Problem: From the line below that contains "pub fn exit(&self)" to the line that contains "Server busy: retry", repeat every line exactly, both ends included, and nothing else.
──────── Recorded data ────────
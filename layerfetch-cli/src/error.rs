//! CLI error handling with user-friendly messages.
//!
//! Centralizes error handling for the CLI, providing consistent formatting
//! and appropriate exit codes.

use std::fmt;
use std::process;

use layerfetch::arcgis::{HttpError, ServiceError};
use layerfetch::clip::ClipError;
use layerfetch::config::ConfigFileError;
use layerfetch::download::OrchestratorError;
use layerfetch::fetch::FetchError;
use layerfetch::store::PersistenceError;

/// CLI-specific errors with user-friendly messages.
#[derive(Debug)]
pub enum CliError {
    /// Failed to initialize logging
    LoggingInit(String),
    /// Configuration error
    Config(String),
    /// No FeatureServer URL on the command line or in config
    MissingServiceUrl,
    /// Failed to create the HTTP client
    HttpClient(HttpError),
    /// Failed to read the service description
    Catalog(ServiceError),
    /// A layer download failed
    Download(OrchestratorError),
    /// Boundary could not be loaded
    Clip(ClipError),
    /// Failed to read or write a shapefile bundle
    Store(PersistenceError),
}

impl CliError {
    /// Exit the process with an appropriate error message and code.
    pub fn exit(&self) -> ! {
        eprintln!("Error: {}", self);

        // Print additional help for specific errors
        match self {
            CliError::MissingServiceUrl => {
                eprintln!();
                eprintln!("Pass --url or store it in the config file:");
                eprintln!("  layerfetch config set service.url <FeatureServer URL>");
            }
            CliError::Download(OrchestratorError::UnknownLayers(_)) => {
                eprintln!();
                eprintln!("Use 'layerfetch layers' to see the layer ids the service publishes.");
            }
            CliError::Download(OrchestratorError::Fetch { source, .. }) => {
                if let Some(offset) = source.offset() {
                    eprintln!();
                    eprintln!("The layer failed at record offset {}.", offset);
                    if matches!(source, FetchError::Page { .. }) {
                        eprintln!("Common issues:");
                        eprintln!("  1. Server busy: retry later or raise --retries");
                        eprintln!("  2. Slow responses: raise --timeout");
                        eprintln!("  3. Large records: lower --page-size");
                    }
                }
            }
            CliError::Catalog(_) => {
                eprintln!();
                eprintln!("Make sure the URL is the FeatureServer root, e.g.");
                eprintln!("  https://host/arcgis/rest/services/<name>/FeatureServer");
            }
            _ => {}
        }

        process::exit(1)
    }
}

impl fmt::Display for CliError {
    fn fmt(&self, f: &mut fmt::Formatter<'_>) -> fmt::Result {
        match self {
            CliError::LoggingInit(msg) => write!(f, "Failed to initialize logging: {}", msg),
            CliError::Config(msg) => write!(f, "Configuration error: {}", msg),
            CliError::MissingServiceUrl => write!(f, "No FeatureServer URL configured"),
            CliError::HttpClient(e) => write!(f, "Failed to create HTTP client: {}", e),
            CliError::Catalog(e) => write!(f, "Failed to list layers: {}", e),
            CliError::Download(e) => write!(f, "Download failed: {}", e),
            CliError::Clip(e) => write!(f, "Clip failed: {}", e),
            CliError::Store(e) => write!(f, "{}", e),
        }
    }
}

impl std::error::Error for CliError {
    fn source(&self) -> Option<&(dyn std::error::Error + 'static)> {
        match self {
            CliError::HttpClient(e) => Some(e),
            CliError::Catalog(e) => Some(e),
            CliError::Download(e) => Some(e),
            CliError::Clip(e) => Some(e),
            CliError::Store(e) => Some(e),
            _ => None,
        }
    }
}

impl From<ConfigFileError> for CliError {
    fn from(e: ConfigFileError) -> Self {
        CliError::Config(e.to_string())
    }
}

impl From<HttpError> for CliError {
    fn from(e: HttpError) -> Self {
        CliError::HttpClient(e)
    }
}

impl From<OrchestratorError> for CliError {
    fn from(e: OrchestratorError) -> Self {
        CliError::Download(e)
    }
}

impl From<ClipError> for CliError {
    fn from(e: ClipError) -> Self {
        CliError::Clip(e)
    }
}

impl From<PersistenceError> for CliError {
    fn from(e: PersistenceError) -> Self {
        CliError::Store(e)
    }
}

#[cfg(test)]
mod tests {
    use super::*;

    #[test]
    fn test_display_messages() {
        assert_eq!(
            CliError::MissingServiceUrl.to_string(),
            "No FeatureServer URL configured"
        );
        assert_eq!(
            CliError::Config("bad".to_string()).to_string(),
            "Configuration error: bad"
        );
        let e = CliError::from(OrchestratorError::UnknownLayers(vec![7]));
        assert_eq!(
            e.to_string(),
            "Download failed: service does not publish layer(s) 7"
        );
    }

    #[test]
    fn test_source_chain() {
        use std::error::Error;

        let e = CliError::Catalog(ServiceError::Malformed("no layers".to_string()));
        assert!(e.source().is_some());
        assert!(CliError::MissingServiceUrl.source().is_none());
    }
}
────────
──────── Recorded data ────────
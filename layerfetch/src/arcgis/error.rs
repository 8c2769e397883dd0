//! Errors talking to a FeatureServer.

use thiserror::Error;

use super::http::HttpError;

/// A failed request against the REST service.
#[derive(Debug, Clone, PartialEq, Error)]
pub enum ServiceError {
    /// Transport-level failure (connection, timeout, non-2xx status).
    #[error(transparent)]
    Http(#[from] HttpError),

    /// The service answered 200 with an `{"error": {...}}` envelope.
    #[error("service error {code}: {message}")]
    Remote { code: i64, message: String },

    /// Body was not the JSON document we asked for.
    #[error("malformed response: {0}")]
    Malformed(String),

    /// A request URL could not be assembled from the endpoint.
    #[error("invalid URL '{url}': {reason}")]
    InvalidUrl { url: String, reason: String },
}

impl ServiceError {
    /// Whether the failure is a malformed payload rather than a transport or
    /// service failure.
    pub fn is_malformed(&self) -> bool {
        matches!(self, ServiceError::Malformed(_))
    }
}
────────
Expected answer:
    pub fn exit(&self) -> ! {
        eprintln!("Error: {}", self);

        // Print additional help for specific errors
        match self {
            CliError::MissingServiceUrl => {
                eprintln!();
                eprintln!("Pass --url or store it in the config file:");
                eprintln!("  layerfetch config set service.url <FeatureServer URL>");
            }
            CliError::Download(OrchestratorError::UnknownLayers(_)) => {
                eprintln!();
                eprintln!("Use 'layerfetch layers' to see the layer ids the service publishes.");
            }
            CliError::Download(OrchestratorError::Fetch { source, .. }) => {
                if let Some(offset) = source.offset() {
                    eprintln!();
                    eprintln!("The layer failed at record offset {}.", offset);
                    if matches!(source, FetchError::Page { .. }) {
                        eprintln!("Common issues:");
                        eprintln!("  1. Server busy: retry later or raise --retries");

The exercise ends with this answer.